We have seen this before.
Make in India.
Digital India.
Smart Cities.
G20 branding everywhere.
The atmosphere was grand.
But atmosphere does not equal architecture.
You can color flyovers. You can put up banners. But innovation does not emerge from decorative enthusiasm.
The Policy Problem
The NITI Aayog report acknowledges that 70–80 lakh people work in India’s IT sector, many at entry or junior levels.
It even hints that many jobs may be affected by AI.
And then?
A small paragraph about reskilling.
Fifteen lakh jobs can be saved through reskilling, it says.
But what about the remaining sixty lakh? Silence.
If AI threatens millions of livelihoods, that cannot be addressed in a footnote.
Data: The Real Battlefield
Rahul Gandhi said something worth examining:
“The battle is about data.”
India generates massive data.
But where does that data sit?
On whose servers?
On which cloud infrastructures?
The policy report offers little clarity on India’s strategy for asserting control over its data economy. Without data sovereignty, AI leadership remains rhetoric.
Single Window, Again?
Turn to page 16, 17, 18 of the report — and you see “National Single Window.”
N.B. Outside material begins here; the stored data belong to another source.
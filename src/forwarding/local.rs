//! `local` mode: bind a listener on this machine and bridge every accepted
//! connection to a fixed remote destination reached through the SSH
//! session's terminal hop via `direct-tcpip`.

use std::sync::Arc;

use tokio::sync::broadcast;
use tracing::{debug, warn};

use crate::error::ManagerError;
use crate::forwarding::listener::LocalListener;
use crate::forwarding::pump::{self, TunnelStats};
use crate::model::Endpoint;
use crate::ssh::handle_owner::HandleController;

/// A bound `local` listener, running its accept loop in the background.
/// Aborting the accept task drops the listener with it, which for a Unix
/// socket removes its path from disk.
pub struct LocalForward {
    pub bound_addr: String,
    accept_task: tokio::task::JoinHandle<()>,
}

impl LocalForward {
    pub fn stop(self) {
        self.accept_task.abort();
    }
}

pub async fn start(
    local: &Endpoint,
    remote_host: String,
    remote_port: u16,
    terminal: HandleController,
    shutdown_rx: broadcast::Receiver<()>,
    stats: Arc<TunnelStats>,
) -> Result<LocalForward, ManagerError> {
    let listener = LocalListener::bind(local).await?;
    let bound_addr = listener.local_addr_string();

    let accept_task = tokio::spawn(accept_loop(listener, terminal, remote_host, remote_port, shutdown_rx, stats));

    Ok(LocalForward { bound_addr, accept_task })
}

async fn accept_loop(
    listener: LocalListener,
    terminal: HandleController,
    remote_host: String,
    remote_port: u16,
    mut shutdown_rx: broadcast::Receiver<()>,
    stats: Arc<TunnelStats>,
) {
    loop {
        tokio::select! {
            biased;
            _ = shutdown_rx.recv() => break,
            accept = listener.accept() => {
                let (stream, peer) = match accept {
                    Ok(pair) => pair,
                    Err(e) => {
                        warn!("local forward: accept error: {e}");
                        continue;
                    }
                };
                debug!("local forward: accepted connection from {peer}");

                stats.connection_count.fetch_add(1, std::sync::atomic::Ordering::Relaxed);
                stats.active_connections.fetch_add(1, std::sync::atomic::Ordering::Relaxed);

                let terminal = terminal.clone();
                let remote_host = remote_host.clone();
                let stats = stats.clone();
                let mut conn_shutdown = shutdown_rx.resubscribe();

                tokio::spawn(async move {
                    match terminal.open_direct_tcpip(&remote_host, remote_port as u32, "127.0.0.1", 0).await {
                        Ok(channel) => {
                            pump::bridge(stream, channel.into_stream(), pump::DEFAULT_IDLE_TIMEOUT, &mut conn_shutdown, stats.as_ref()).await;
                        }
                        Err(e) => warn!("local forward: failed to open channel to {remote_host}:{remote_port}: {e}"),
                    }
                    stats.active_connections.fetch_sub(1, std::sync::atomic::Ordering::Relaxed);
                });
            }
        }
    }
}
For ten years we have heard about simplifying business registration.
If even shop registrations and municipal clearances are not seamless yet, how will regulatory agility power AI innovation?
Ease of doing business matters. But repeating the phrase is not reform.
The Global Shift Is Ruthless
Tech billionaire Vinod Khosla has warned that AI could consume large portions of the BPO and software industry.
Imagine Bengaluru, Pune, Hyderabad — cities built around IT employment — facing structural disruption.
This is not alarmism. It is transition.
In a month, AI tools can reshape entire workflows.
And we are setting milestones for 2047.
Three Months, Not Twenty Years
Forget 2035.
Tell us what will happen in the next three months.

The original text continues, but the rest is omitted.